Ella Bloor was born on the 8th of July on Staten Island and grew up in New Jersey in a family which her ancestors had fought in the Revolutionary and civil wars. Her mother died during childbirth when Ella was 17 years of age and forced her to abandon her education and to take care of her nine younger siblings. There is no surprise that at a young age she got involved in the struggle for women’s rights inside the families and in the society.

In 1897, she joined with Eugene Debs and Victor Berger to form the Socialist Democratic Party. In the following year she moved to the more radical Socialist Labour Party. Then, in 1902 she became a member of the newly formed Socialist Party of America. During these times Bloor along-side the other features like Mother Jones, struggled against child labour in the coal mines, silk mills and factories of eastern Pennsylvania.

Ella Bloor worked closely with Upton Sinclair researching for his muckraking masterpiece “The Jungle” about the filth and exploitation in the Chicago meatpacking industry. This cooperation led to the creation of the US Food and Drug Administration (FDA), in 1906.

In 1913, during one of her missions to the upper peninsula of Michigan to support the striking workers, the Christmas party for the striker’s children was set on fire. There 73 children died from suffocation. Gun thugs kept the exit doors shut tight so that no one could escape. As Ella Bloor wrote, “In almost every house there was a dead child; one Finnish family had lost 3 children.”

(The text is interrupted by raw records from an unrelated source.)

// Application Layer - Use Cases and Business Logic

pub mod create_job;
pub mod idempotency;
pub mod process_job;
pub mod summarizer;
pub mod worker;

// Re-exports
pub use create_job::CreateJobService;
pub use idempotency::IdempotencyCoordinator;
pub use process_job::{JobContext, ProcessJobService, ProcessOutcome};
pub use summarizer::summarize;
pub use worker::{shutdown_channel, ShutdownSender, ShutdownToken, Worker};
// Local filesystem ObjectStorage (STORAGE_BACKEND=LOCAL)

use async_trait::async_trait;
use csvjob_core::domain::ObjectLocation;
use csvjob_core::error::{AppError, Result};
use csvjob_core::port::{ByteStream, ObjectMetadata, ObjectStorage};
use std::io::ErrorKind;
use std::path::{Component, Path, PathBuf};
use tokio::fs;
use tracing::debug;

/// Objects live at `<root>/<bucket>/<key>`
///
/// Writes go to a sibling temp file and are renamed into place, so readers
/// never observe a partially written object.
pub struct LocalObjectStorage {
    root: PathBuf,
}

impl LocalObjectStorage {
    pub fn new(root: impl Into<PathBuf>) -> Self {
        Self { root: root.into() }
    }

    pub fn root(&self) -> &Path {
        &self.root
    }

    /// Resolve a location, refusing anything that could escape the root
    pub fn path_for(&self, location: &ObjectLocation) -> Result<PathBuf> {
        let mut path = self.root.clone();
        for part in [location.bucket(), location.key()] {
            for component in Path::new(part).components() {
                match component {
                    Component::Normal(segment) => path.push(segment),
                    Component::CurDir => {}
                    _ => {
                        return Err(AppError::Validation(format!(
                            "Object location escapes storage root: {}",
                            location
                        )))
                    }
                }
            }
        }
        Ok(path)
    }
}

fn map_io_error(err: std::io::Error, location: &ObjectLocation) -> AppError {
    if err.kind() == ErrorKind::NotFound {
        AppError::NotFound(format!("Object {} does not exist", location))
    } else {
        AppError::Storage(format!("{}: {}", location, err))
    }
}

#[async_trait]
impl ObjectStorage for LocalObjectStorage {
    async fn get(&self, location: &ObjectLocation) -> Result<ByteStream> {
        let path = self.path_for(location)?;
        let file = fs::File::open(&path)
            .await
            .map_err(|e| map_io_error(e, location))?;
        Ok(Box::new(file))
    }

    async fn put(&self, location: &ObjectLocation, body: Vec<u8>, content_type: &str) -> Result<()> {
        let path = self.path_for(location)?;
        let parent = path
            .parent()
            .ok_or_else(|| AppError::Storage(format!("No parent directory for {}", location)))?;
        fs::create_dir_all(parent)
            .await
            .map_err(|e| map_io_error(e, location))?;

        let file_name = path
            .file_name()
            .and_then(|n| n.to_str())
            .unwrap_or("object");
        let tmp = parent.join(format!(".{}.{}.tmp", file_name, uuid::Uuid::new_v4()));

        if let Err(e) = fs::write(&tmp, &body).await {
            let _ = fs::remove_file(&tmp).await;
            return Err(map_io_error(e, location));
        }
        if let Err(e) = fs::rename(&tmp, &path).await {
            let _ = fs::remove_file(&tmp).await;
            return Err(map_io_error(e, location));
        }

        debug!(
            location = %location,
            size_bytes = body.len(),
            content_type,
            "Object written"
        );
        Ok(())
    }

    async fn head(&self, location: &ObjectLocation) -> Result<ObjectMetadata> {
        let path = self.path_for(location)?;
        let metadata = fs::metadata(&path)
            .await
            .map_err(|e| map_io_error(e, location))?;
        if !metadata.is_file() {
            return Err(AppError::NotFound(format!("Object {} does not exist", location)));
        }
        Ok(ObjectMetadata {
            size_bytes: metadata.len(),
        })
    }
}
// Configuration - environment-style settings shared by the binaries

use crate::error::{AppError, Result};
use std::collections::HashMap;
use std::fmt;
use std::str::FromStr;

pub const DEFAULT_AWS_REGION: &str = "us-east-1";
pub const DEFAULT_STORAGE_ROOT: &str = "~/.csvjob/objects";

/// Which ledger implementation backs the idempotency coordinator
#[derive(Debug, Clone, Copy, PartialEq, Eq, Default)]
pub enum IdempotencyBackend {
    /// Process-local map; lost on restart
    #[default]
    InMemory,
    /// Shared SQLite table
    Durable,
}

impl FromStr for IdempotencyBackend {
    type Err = AppError;

    fn from_str(s: &str) -> Result<Self> {
        match s.trim().to_uppercase().as_str() {
            "IN_MEMORY" => Ok(Self::InMemory),
            "DURABLE" => Ok(Self::Durable),
            other => Err(AppError::Config(format!(
                "IDP_MODE must be IN_MEMORY or DURABLE, got '{}'",
                other
            ))),
        }
    }
}

impl fmt::Display for IdempotencyBackend {
    fn fmt(&self, f: &mut fmt::Formatter<'_>) -> fmt::Result {
        match self {
            Self::InMemory => write!(f, "IN_MEMORY"),
            Self::Durable => write!(f, "DURABLE"),
        }
    }
}

#[derive(Debug, Clone, Copy, PartialEq, Eq, Default)]
pub enum StorageBackend {
    #[default]
    Local,
    S3,
}

impl FromStr for StorageBackend {
    type Err = AppError;

    fn from_str(s: &str) -> Result<Self> {
        match s.trim().to_uppercase().as_str() {
            "LOCAL" => Ok(Self::Local),
            "S3" => Ok(Self::S3),
            other => Err(AppError::Config(format!(
                "STORAGE_BACKEND must be LOCAL or S3, got '{}'",
                other
            ))),
        }
    }
}

impl fmt::Display for StorageBackend {
    fn fmt(&self, f: &mut fmt::Formatter<'_>) -> fmt::Result {
        match self {
            Self::Local => write!(f, "LOCAL"),
            Self::S3 => write!(f, "S3"),
        }
    }
}

/// Settings read once at startup
///
/// Optional values stay `None` until a component asks for them through a
/// `require_*` accessor, so a binary fails only on what it actually needs.
#[derive(Debug, Clone, PartialEq, Eq)]
pub struct AppConfig {
    pub input_bucket: Option<String>,
    pub output_bucket: Option<String>,
    pub job_queue_url: Option<String>,
    pub aws_region: String,
    pub s3_endpoint: Option<String>,
    pub storage_backend: StorageBackend,
    pub storage_root: String,
    pub idempotency_backend: IdempotencyBackend,
    pub ledger_database_url: Option<String>,
    pub ledger_table_name: Option<String>,
    pub exclude_header: bool,
}

impl AppConfig {
    pub fn from_env() -> Result<Self> {
        Self::from_map(&std::env::vars().collect())
    }

    /// Build from an explicit variable map (tests, embedding)
    pub fn from_map(vars: &HashMap<String, String>) -> Result<Self> {
        let get = |name: &str| {
            vars.get(name)
                .map(|v| v.trim().to_string())
                .filter(|v| !v.is_empty())
        };

        let storage_backend = get("STORAGE_BACKEND")
            .map(|v| v.parse::<StorageBackend>())
            .transpose()?
            .unwrap_or_default();
        let idempotency_backend = get("IDP_MODE")
            .map(|v| v.parse::<IdempotencyBackend>())
            .transpose()?
            .unwrap_or_default();
        let exclude_header = get("EXCLUDE_HEADER")
            .map(|v| parse_bool("EXCLUDE_HEADER", &v))
            .transpose()?
            .unwrap_or(false);

        Ok(Self {
            input_bucket: get("INPUT_BUCKET"),
            output_bucket: get("OUTPUT_BUCKET"),
            job_queue_url: get("JOB_QUEUE_URL"),
            aws_region: get("AWS_REGION").unwrap_or_else(|| DEFAULT_AWS_REGION.to_string()),
            s3_endpoint: get("S3_ENDPOINT"),
            storage_backend,
            storage_root: get("STORAGE_ROOT").unwrap_or_else(|| DEFAULT_STORAGE_ROOT.to_string()),
            idempotency_backend,
            ledger_database_url: get("LEDGER_DATABASE_URL"),
            ledger_table_name: get("LEDGER_TABLE_NAME"),
            exclude_header,
        })
    }

    pub fn require_output_bucket(&self) -> Result<&str> {
        require(&self.output_bucket, "OUTPUT_BUCKET")
    }

    pub fn require_input_bucket(&self) -> Result<&str> {
        require(&self.input_bucket, "INPUT_BUCKET")
    }

    pub fn require_job_queue_url(&self) -> Result<&str> {
        require(&self.job_queue_url, "JOB_QUEUE_URL")
    }

    /// Ledger database, falling back to the queue database
    pub fn ledger_database_url(&self) -> Result<&str> {
        match &self.ledger_database_url {
            Some(url) => Ok(url),
            None => self.require_job_queue_url(),
        }
    }

    /// Table name for the durable ledger; must be a plain SQL identifier
    pub fn require_ledger_table(&self) -> Result<&str> {
        let table = require(&self.ledger_table_name, "LEDGER_TABLE_NAME")?;
        validate_identifier(table)?;
        Ok(table)
    }

    /// Fails early when DURABLE mode is selected without its settings
    pub fn validate(&self) -> Result<()> {
        if self.idempotency_backend == IdempotencyBackend::Durable {
            self.require_ledger_table()?;
            self.ledger_database_url()?;
        }
        Ok(())
    }
}

fn require<'a>(value: &'a Option<String>, name: &str) -> Result<&'a str> {
    value
        .as_deref()
        .ok_or_else(|| AppError::Config(format!("{} is not set", name)))
}

fn parse_bool(name: &str, value: &str) -> Result<bool> {
    match value.to_lowercase().as_str() {
        "true" | "1" | "yes" => Ok(true),
        "false" | "0" | "no" => Ok(false),
        _ => Err(AppError::Config(format!(
            "{} must be a boolean, got '{}'",
            name, value
        ))),
    }
}

/// Identifiers are interpolated into SQL, so only `[A-Za-z_][A-Za-z0-9_]*` passes
pub fn validate_identifier(name: &str) -> Result<()> {
    let mut chars = name.chars();
    let valid = matches!(chars.next(), Some(c) if c.is_ascii_alphabetic() || c == '_')
        && chars.all(|c| c.is_ascii_alphanumeric() || c == '_');
    if valid {
        Ok(())
    } else {
        Err(AppError::Config(format!("invalid table name '{}'", name)))
    }
}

In 1914, she witnessed another massacre, this time in Ludlaw, where 13 children and a pregnant woman were burned to death by the Colorado National Guard troops.

In 1919, she left the Socialist Party and with the help of other comrades like John Reed, formed the American Communist Party. In 1921-1922 she attended the second International Convention in Moscow and became a friend of V. I. Lenin and his wife Nadezda Krupskaya.

Wherever there was a struggle against exploitation and oppression of capitalism, Ella Bloor was there to help the workers and the oppressed peoples. That was why the workers called her Mother Bloor. She was the workers champion.

In the case of frame-up victims Sacco and Vanzetti, she traveled across the U.S., speaking at rallies to save their lives. On the 23rd of August 1927, she stood vigil outside the Boston prison the night they were executed. The next day she delivered a eulogy to more than a hundred thousand of their supporters in New York’s Union Square.

Mother Bloor organized and spearheaded the struggle for the release of Eugene V. Debs, the socialist leader, after he was jailed for his opposition to World War I. And, when in 1949, twelve leaders of the Communist Party USA were tried under the infamous Smith Act, she went to Ohio and during a fiery speech in front of thousands of peoples, demanded that the anti-communist witch hunt be ended. There she contracted pneumonia and returned home on a stretcher with a 105 degree fever.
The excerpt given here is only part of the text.